Las infecciones pueden ser localizadas como la infección en el sitio de salida (ISS) o tunelitis o las que comprometen el peritoneo o peritonitis.

Peritonitis: diagnóstico

El diagnóstico de peritonitis asociada a DP, se fundamenta en tres pilares: síntomas y signos clínicos, análisis citoquímico del LP y cultivo microbiológico, debiendo existir dos de los tres criterios que se detallan a continuación:

  • Criterio clínico: Los síntomas sugerentes de infección peritoneal incluyen: dolor abdominal, náuseas, vómitos, anorexia, fiebre, constipación o diarrea, dificultad en el drenaje del LP, distensión abdominal. Entre los signos, el más importante a considerar es la presencia y demostración de un efluente turbio3.
  • Criterio citoquímico de LP: recuento de leucocitos ≥ 100 céls/mm3 y recuento diferencial > 50% de polimorfonucleares3,16,17.
  • Criterio microbiológico: Cultivo bacteriano positivo. Se detallará este punto en “Microbiología”.

Recomendaciones para la obtención de muestra del líquido peritoneal

La obtención de una adecuada muestra de LP, para su análisis, es crucial para establecer el diagnóstico etiológico bacteriano de la peritonitis. Se deberá recolectar la muestra de LP tras la infusión de solución de diálisis (300 ml/m2) con al menos 2 h de permanencia en el peritoneo y no más de 6 h. Debe enviarse la bolsa de drenaje con el efluente al laboratorio (no enviar muestra en tubos) y la muestra debe procesarse dentro de 6 h como máximo. En caso de estimarse un mayor tiempo para esto, se recomienda la refrigeración del líquido a 4 °C18. Una vez obtenida la muestra debe ser centrifugada a 3.000 rpm por 15 min en alícuotas de 50 ml cada una, contando al menos con tres alícuotas. El sedimento obtenido, debe ser re-suspendido en 5-10 cc de solución salina fisiológica estéril (NaCl 9‰) e inoculado en los medios de cultivos14.

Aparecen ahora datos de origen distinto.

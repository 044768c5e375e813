// src/gates/mod.rs

//! The fixed catalogue of named unitary gates.
//!
//! Matrices are built once, in closed form, and never change afterwards. A
//! process-wide instance is available through [`GateCatalogue::shared`]; it
//! is read-only, so sessions on different threads can use it without
//! synchronization.

use crate::core::{EngineError, Result};
use crate::validation::is_unitary;
use ndarray::{Array2, array};
use num_complex::Complex64;
use num_traits::{One, Zero};
use std::collections::BTreeMap;
use std::f64::consts::FRAC_1_SQRT_2;
use std::sync::{Arc, OnceLock};

/// Name of the fixed two-qubit controlled-NOT entry.
pub const CNOT: &str = "CNOT";
/// Accepted alias for [`CNOT`].
pub const CX: &str = "CX";

/// A named unitary matrix.
///
/// Single-qubit gates are 2×2. The only wider entry is the 4×4 controlled-NOT,
/// wired with qubit 0 as control and qubit 1 as target over a whole
/// two-qubit register.
#[derive(Debug, Clone, PartialEq)]
pub struct GateMatrix {
    name: &'static str,
    matrix: Array2<Complex64>,
}

impl GateMatrix {
    fn new(name: &'static str, matrix: Array2<Complex64>) -> Self {
        debug_assert!(matrix.nrows() == matrix.ncols() && matrix.nrows().is_power_of_two());
        Self { name, matrix }
    }

    /// Canonical name of the gate.
    pub fn name(&self) -> &'static str {
        self.name
    }

    /// The gate's matrix in the computational basis.
    pub fn matrix(&self) -> &Array2<Complex64> {
        &self.matrix
    }

    /// Number of qubits the matrix acts on (1 or 2).
    pub fn num_qubits(&self) -> usize {
        self.matrix.nrows().trailing_zeros() as usize
    }

    /// Whether `G†·G == I` within `1e-9`.
    pub fn is_unitary(&self) -> bool {
        is_unitary(&self.matrix, None)
    }

    /// Conjugate transpose `G†`.
    pub fn adjoint(&self) -> Array2<Complex64> {
        self.matrix.t().mapv(|c| c.conj())
    }
}

/// Immutable table of the gates the engine accepts.
#[derive(Debug, Clone)]
pub struct GateCatalogue {
    gates: BTreeMap<&'static str, GateMatrix>,
}

impl GateCatalogue {
    /// Builds the standard catalogue: `I`, `X`, `Y`, `Z`, `H`, `S`, `Sdg`,
    /// `T`, `Tdg` and the two-qubit `CNOT` (also reachable as `CX`).
    pub fn standard() -> Self {
        let one = Complex64::one();
        let zero = Complex64::zero();
        let i = Complex64::i();
        let h = Complex64::new(FRAC_1_SQRT_2, 0.0);
        // e^(iπ/4) = (1+i)/√2
        let exp_i_pi_4 = Complex64::new(FRAC_1_SQRT_2, FRAC_1_SQRT_2);

        let single = [
            ("I", array![[one, zero], [zero, one]]),
            ("X", array![[zero, one], [one, zero]]),
            ("Y", array![[zero, -i], [i, zero]]),
            ("Z", array![[one, zero], [zero, -one]]),
            ("H", array![[h, h], [h, -h]]),
            ("S", array![[one, zero], [zero, i]]),
            ("Sdg", array![[one, zero], [zero, -i]]),
            ("T", array![[one, zero], [zero, exp_i_pi_4]]),
            ("Tdg", array![[one, zero], [zero, exp_i_pi_4.conj()]]),
        ];

        // Basis order |q0 q1⟩: |00⟩, |01⟩, |10⟩, |11⟩. Flips q1 when q0 is 1.
        let cnot = GateMatrix::new(
            CNOT,
            array![
                [one, zero, zero, zero],
                [zero, one, zero, zero],
                [zero, zero, zero, one],
                [zero, zero, one, zero],
            ],
        );

        let mut gates: BTreeMap<&'static str, GateMatrix> = single
            .into_iter()
            .map(|(name, matrix)| (name, GateMatrix::new(name, matrix)))
            .collect();
        gates.insert(CX, cnot.clone());
        gates.insert(CNOT, cnot);

        Self { gates }
    }

    /// Process-wide read-only catalogue, built on first use.
    pub fn shared() -> Arc<GateCatalogue> {
        static SHARED: OnceLock<Arc<GateCatalogue>> = OnceLock::new();
        Arc::clone(SHARED.get_or_init(|| Arc::new(GateCatalogue::standard())))
    }

    /// Looks up a gate by name. Names are case-sensitive (`Sdg`, not `SDG`).
    pub fn lookup(&self, name: &str) -> Result<&GateMatrix> {
        self.gates
            .get(name)
            .ok_or_else(|| EngineError::UnknownGate { name: name.to_string() })
    }

    /// Whether `name` is an accepted gate name.
    pub fn contains(&self, name: &str) -> bool {
        self.gates.contains_key(name)
    }

    /// Every accepted name, aliases included, in sorted order.
    pub fn names(&self) -> Vec<&'static str> {
        self.gates.keys().copied().collect()
    }

    /// Iterates over `(name, gate)` pairs in sorted name order.
    pub fn iter(&self) -> impl Iterator<Item = (&'static str, &GateMatrix)> {
        self.gates.iter().map(|(name, gate)| (*name, gate))
    }
}

impl Default for GateCatalogue {
    fn default() -> Self {
        Self::standard()
    }
}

Las técnicas microbiológicas disponibles son:

  • Tinción de Gram: en pacientes con infección bacteriana la sensibilidad es baja, demostrándose presencia en aproximadamente 10% de los casos. Esta baja sensibilidad está relacionada con el número de bacterias presentes en el líquido peritoneal19. En pacientes en que se sospecha una infección fúngica alcanza al 30%20.
  • Cultivo en placas: agar sangre, agar chocolate, agar McConkey y medio de Sabouraud (incubar en CO2 a 35 °C)16.
  • Siembra en frascos de hemocultivos: deberán llenarse dos frascos, idealmente aerobio y anaerobio, con 5 a 10 cc de LP, sin necesidad de centrifugación previa; luego incubar a 37 °C, por 5 a 7 días21.
  • Biología molecular: la reacción de polimerasa en cadena (RPC) en tiempo real constituye una técnica complementaria, que permite aumentar la sensibilidad en la identificación de agentes, aumentando el rendimiento de los cultivos tradicionales, aún en pacientes que ya han iniciado tratamiento antimicrobiano. Permite además la reducción en el tiempo de identificación del agente9,16,22. Hasta ahora no existe una técnica específica de biología molecular para recomendar en forma universal.